Sebagaimana yang tertuang dalam Pernyataan Pers No.31/PER/I.0/A/2020 tentang Bank Syariah Indonesia (BSI) untuk keadilan dan kemakmuran seluruh rakyat bahwa PP Muhammadiyah menghendaki  Bank Syariah Indonesia harus memiliki kebijakan khusus.

Yaitu kebijakan yang bersifat imperatif yang lebih besar (minimal 60% pembiayaan UMKM) untuk akselerasi pemberdayaan, penguatan, dan pemihakan yang tersistem kepada UMKM dan kepentingan mayoritas rakyat/masyarakat kecil.

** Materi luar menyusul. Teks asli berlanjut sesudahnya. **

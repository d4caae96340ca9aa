//! Persisted role catalog: named permission bundles shown on the role admin page.
//! Four reserved seed roles always exist; custom roles can be added, edited and
//! removed. Authorization itself goes through the static `permissions_for` table,
//! so editing a record here never widens what a user's fixed `Role` grants.

use chrono::{DateTime, Utc};
use serde::{Deserialize, Serialize};
use tracing::{debug, info, warn};

use crate::error::{AuthError, AuthResult};
use crate::storage::{self, SharedKv, StorageKeys};

use super::permission::{permissions_for, Permission, Role};

pub const RESERVED_ROLE_IDS: [&str; 4] = ["role-admin", "role-researcher", "role-agent", "role-reader"];

#[derive(Debug, Clone, PartialEq, Eq, Serialize, Deserialize)]
#[serde(rename_all = "camelCase")]
pub struct RoleRecord {
    pub id: String,
    pub name: String,
    #[serde(default)]
    pub description: String,
    pub permissions: Vec<Permission>,
    pub created_at: DateTime<Utc>,
}

impl RoleRecord {
    pub fn is_reserved(&self) -> bool { is_reserved(&self.id) }
}

#[derive(Debug, Clone, PartialEq, Eq)]
pub struct NewRole {
    pub name: String,
    pub description: String,
    pub permissions: Vec<Permission>,
}

/// Partial update; `None` leaves the field as is.
#[derive(Debug, Clone, Default, PartialEq, Eq)]
pub struct RoleUpdate {
    pub name: Option<String>,
    pub description: Option<String>,
    pub permissions: Option<Vec<Permission>>,
}

pub fn is_reserved(id: &str) -> bool { RESERVED_ROLE_IDS.contains(&id) }

fn seed(id: &str, name: &str, description: &str, role: Role, now: DateTime<Utc>) -> RoleRecord {
    RoleRecord {
        id: id.to_string(),
        name: name.to_string(),
        description: description.to_string(),
        permissions: permissions_for(role).to_vec(),
        created_at: now,
    }
}

fn seeds() -> Vec<RoleRecord> {
    let now = Utc::now();
    vec![
        seed("role-admin", "Administrator", "Full access to every part of the system", Role::Admin, now),
        seed("role-researcher", "Researcher", "Creates and edits object records and posts", Role::Researcher, now),
        seed("role-agent", "Agent", "Views object records and files reports", Role::Agent, now),
        seed("role-reader", "Reader", "Read-only access", Role::Reader, now),
    ]
}

fn normalized(mut permissions: Vec<Permission>) -> Vec<Permission> {
    permissions.sort();
    permissions.dedup();
    permissions
}

fn check_name(name: &str) -> AuthResult<()> {
    if name.trim().is_empty() {
        return Err(AuthError::InvalidInput { field: "name", reason: "must not be empty".into() });
    }
    Ok(())
}

#[derive(Clone)]
pub struct RoleCatalog {
    kv: SharedKv,
    keys: StorageKeys,
}

impl RoleCatalog {
    pub fn new(kv: SharedKv, keys: StorageKeys) -> Self { Self { kv, keys } }

    /// Read the collection, restoring any reserved role that is missing.
    /// An absent or corrupt key yields exactly the seed set.
    pub fn load(&self) -> Vec<RoleRecord> {
        let mut roles: Vec<RoleRecord> = storage::load_records(&*self.kv, &self.keys, &self.keys.roles);
        let missing: Vec<RoleRecord> = seeds().into_iter().filter(|s| !roles.iter().any(|r| r.id == s.id)).collect();
        if !missing.is_empty() {
            debug!(target: "sce::roles", "seeding {} reserved role(s)", missing.len());
            // Reserved roles lead the list, in seed order.
            let mut merged = missing;
            merged.append(&mut roles);
            merged.sort_by_key(|r| RESERVED_ROLE_IDS.iter().position(|id| *id == r.id).unwrap_or(usize::MAX));
            roles = merged;
            if let Err(e) = self.save(&roles) {
                warn!(target: "sce::roles", "could not persist seeded roles: {}", e);
            }
        }
        roles
    }

    fn save(&self, roles: &[RoleRecord]) -> AuthResult<()> {
        storage::store_json(&*self.kv, &self.keys.roles, roles)
    }

    pub fn list(&self) -> Vec<RoleRecord> { self.load() }

    pub fn get(&self, id: &str) -> Option<RoleRecord> {
        self.load().into_iter().find(|r| r.id == id)
    }

    pub fn create(&self, new: NewRole) -> AuthResult<RoleRecord> {
        check_name(&new.name)?;
        let mut roles = self.load();
        let record = RoleRecord {
            id: format!("role-{}", uuid::Uuid::new_v4()),
            name: new.name.trim().to_string(),
            description: new.description,
            permissions: normalized(new.permissions),
            created_at: Utc::now(),
        };
        roles.push(record.clone());
        self.save(&roles)?;
        info!(target: "sce::roles", "role created id={} permissions={}", record.id, record.permissions.len());
        Ok(record)
    }

    /// Apply `changes` to role `id`. `Ok(None)` if no such role.
    pub fn update(&self, id: &str, changes: RoleUpdate) -> AuthResult<Option<RoleRecord>> {
        if let Some(name) = &changes.name {
            check_name(name)?;
        }
        let mut roles = self.load();
        let Some(role) = roles.iter_mut().find(|r| r.id == id) else {
            return Ok(None);
        };
        if let Some(name) = changes.name { role.name = name.trim().to_string(); }
        if let Some(description) = changes.description { role.description = description; }
        if let Some(permissions) = changes.permissions { role.permissions = normalized(permissions); }
        let updated = role.clone();
        self.save(&roles)?;
        info!(target: "sce::roles", "role updated id={}", id);
        Ok(Some(updated))
    }

    /// Remove a custom role. Reserved ids are refused; unknown ids return false.
    pub fn delete(&self, id: &str) -> AuthResult<bool> {
        if is_reserved(id) {
            warn!(target: "sce::roles", "refused to delete reserved role {}", id);
            return Err(AuthError::ReservedRoleDeletion { id: id.to_string() });
        }
        let mut roles = self.load();
        let before = roles.len();
        roles.retain(|r| r.id != id);
        if roles.len() == before {
            return Ok(false);
        }
        self.save(&roles)?;
        info!(target: "sce::roles", "role deleted id={}", id);
        Ok(true)
    }

    /// Like `get`, but a missing id is an error.
    pub fn require(&self, id: &str) -> AuthResult<RoleRecord> {
        self.get(id).ok_or_else(|| AuthError::RoleNotFound { id: id.to_string() })
    }
}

Hal ini menjadi tantangan tersendiri bagi BSI, di mana keinginan Muhammadiyah tersebut bertentangan dengan semangat awal pembentukannya yaitu dalam rangka meningkatkan daya saing Bank Umum Syariah (BUS) dalam memberikan pelayanan kepada nasabah agar setara dengan pelayanan bank umum, salah satunya melalui pembiayaan pada korporasi-korporasi besar.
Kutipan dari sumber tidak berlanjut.